── Records for processing ──

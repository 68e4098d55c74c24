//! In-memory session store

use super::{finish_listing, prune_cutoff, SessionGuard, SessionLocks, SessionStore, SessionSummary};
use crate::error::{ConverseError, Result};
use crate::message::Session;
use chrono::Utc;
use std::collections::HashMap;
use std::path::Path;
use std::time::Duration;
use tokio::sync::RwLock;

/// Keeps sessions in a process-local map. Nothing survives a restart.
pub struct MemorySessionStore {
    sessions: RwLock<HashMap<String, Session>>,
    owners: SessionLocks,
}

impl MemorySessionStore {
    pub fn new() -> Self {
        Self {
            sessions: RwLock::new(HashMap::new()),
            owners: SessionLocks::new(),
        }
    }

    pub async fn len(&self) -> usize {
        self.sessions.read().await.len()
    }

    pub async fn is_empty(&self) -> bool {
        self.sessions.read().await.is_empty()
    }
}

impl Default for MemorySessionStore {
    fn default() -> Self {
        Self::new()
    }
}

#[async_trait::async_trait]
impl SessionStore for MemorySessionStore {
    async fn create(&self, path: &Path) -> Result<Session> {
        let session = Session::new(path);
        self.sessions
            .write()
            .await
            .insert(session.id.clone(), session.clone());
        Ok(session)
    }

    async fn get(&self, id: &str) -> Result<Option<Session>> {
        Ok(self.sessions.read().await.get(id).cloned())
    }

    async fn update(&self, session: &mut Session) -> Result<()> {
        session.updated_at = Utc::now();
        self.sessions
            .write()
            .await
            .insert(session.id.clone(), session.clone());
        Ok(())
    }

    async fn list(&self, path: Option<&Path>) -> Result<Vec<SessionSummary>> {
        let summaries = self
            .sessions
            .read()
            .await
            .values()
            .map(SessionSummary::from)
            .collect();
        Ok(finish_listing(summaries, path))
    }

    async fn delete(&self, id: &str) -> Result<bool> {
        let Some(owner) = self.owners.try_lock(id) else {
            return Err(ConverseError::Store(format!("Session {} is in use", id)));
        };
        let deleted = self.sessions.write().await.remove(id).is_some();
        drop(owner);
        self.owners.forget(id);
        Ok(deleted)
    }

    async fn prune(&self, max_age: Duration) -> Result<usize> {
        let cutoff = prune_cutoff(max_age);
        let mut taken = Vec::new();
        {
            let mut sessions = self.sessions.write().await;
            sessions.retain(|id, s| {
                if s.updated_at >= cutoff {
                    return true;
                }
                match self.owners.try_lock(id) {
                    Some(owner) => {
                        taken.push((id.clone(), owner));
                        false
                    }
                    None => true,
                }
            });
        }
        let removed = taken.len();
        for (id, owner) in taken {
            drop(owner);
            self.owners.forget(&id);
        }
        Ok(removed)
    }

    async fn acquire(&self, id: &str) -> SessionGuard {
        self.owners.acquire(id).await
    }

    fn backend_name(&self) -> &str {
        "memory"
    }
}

───
── Records for processing ──

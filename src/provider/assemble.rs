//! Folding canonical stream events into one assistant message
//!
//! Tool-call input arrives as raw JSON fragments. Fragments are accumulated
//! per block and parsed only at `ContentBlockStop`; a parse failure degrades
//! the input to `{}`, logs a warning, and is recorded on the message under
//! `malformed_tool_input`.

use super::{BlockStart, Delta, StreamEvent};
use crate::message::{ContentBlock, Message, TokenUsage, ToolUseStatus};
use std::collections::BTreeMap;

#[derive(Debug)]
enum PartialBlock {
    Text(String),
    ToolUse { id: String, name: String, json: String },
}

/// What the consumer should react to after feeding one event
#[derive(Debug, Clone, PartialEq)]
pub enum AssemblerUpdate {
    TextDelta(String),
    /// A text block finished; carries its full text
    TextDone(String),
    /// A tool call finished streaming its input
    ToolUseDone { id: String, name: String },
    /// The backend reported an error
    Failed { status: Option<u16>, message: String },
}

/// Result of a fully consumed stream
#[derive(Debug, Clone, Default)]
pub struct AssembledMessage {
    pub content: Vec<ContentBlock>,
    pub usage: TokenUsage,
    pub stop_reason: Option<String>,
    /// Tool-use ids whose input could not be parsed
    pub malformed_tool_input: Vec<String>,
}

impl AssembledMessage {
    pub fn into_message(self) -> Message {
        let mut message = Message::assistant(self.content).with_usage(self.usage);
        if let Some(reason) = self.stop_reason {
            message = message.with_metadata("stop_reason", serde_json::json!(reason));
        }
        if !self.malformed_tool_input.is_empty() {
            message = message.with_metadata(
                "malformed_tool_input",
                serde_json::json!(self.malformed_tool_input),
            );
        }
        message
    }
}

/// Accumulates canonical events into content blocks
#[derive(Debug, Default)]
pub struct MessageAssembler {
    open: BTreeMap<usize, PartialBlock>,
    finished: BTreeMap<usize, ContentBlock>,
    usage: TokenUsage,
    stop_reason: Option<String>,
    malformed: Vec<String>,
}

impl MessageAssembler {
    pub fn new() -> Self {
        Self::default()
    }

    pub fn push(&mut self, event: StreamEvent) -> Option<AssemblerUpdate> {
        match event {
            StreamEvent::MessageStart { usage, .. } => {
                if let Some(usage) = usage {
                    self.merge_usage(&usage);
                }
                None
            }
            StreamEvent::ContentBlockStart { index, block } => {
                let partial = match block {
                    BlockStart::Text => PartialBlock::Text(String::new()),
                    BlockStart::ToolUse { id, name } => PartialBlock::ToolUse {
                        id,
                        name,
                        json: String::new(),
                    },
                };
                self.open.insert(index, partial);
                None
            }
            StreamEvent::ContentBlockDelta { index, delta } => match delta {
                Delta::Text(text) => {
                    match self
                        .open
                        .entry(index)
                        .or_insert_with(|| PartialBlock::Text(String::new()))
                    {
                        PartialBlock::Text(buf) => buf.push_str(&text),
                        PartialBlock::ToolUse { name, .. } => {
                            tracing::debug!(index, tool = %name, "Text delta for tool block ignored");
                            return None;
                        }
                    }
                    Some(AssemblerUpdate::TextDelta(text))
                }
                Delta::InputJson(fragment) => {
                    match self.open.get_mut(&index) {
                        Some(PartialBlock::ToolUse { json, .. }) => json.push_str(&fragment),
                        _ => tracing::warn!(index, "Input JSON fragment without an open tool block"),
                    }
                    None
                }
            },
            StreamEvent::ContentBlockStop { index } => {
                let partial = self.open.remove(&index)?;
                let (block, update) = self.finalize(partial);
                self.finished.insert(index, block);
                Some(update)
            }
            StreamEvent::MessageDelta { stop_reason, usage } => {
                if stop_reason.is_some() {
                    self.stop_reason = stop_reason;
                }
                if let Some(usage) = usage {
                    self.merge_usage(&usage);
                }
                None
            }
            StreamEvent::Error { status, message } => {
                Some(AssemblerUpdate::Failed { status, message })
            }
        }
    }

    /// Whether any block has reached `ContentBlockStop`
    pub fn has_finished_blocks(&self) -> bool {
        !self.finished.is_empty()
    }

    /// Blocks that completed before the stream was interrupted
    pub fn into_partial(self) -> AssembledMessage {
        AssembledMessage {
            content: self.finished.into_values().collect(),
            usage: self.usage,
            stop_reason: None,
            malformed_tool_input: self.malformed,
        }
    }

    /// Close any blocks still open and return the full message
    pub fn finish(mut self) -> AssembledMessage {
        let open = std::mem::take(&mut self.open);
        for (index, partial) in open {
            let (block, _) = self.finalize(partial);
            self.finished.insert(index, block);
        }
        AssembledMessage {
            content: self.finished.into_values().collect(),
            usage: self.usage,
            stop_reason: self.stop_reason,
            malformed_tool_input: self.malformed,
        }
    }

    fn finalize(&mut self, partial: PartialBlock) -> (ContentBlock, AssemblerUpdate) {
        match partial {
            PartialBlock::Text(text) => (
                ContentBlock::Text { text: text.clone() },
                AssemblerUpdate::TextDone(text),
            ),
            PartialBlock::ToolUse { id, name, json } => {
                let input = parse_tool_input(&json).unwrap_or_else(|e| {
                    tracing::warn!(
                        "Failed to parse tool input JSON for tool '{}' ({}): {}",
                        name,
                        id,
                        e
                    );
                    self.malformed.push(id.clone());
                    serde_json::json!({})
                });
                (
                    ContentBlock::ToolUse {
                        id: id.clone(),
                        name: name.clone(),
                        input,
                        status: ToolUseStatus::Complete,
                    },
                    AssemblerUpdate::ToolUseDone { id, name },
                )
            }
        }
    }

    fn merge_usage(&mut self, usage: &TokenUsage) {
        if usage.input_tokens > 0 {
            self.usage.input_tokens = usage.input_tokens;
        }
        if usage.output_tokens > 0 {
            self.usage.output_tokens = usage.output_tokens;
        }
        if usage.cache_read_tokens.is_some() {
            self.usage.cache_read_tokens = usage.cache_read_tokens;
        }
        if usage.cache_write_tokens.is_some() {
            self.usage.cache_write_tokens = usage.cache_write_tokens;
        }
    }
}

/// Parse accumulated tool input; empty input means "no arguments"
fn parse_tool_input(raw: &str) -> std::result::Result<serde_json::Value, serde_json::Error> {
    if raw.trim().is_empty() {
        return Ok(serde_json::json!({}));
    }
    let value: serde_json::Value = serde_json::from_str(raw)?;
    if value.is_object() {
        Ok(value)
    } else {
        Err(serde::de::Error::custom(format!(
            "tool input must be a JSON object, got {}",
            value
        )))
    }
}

───

#### [Your assignment]
Which lines of the records contain "summaries"? Show each of them.

#### [Task result]
        let summaries = self
        Ok(finish_listing(summaries, path))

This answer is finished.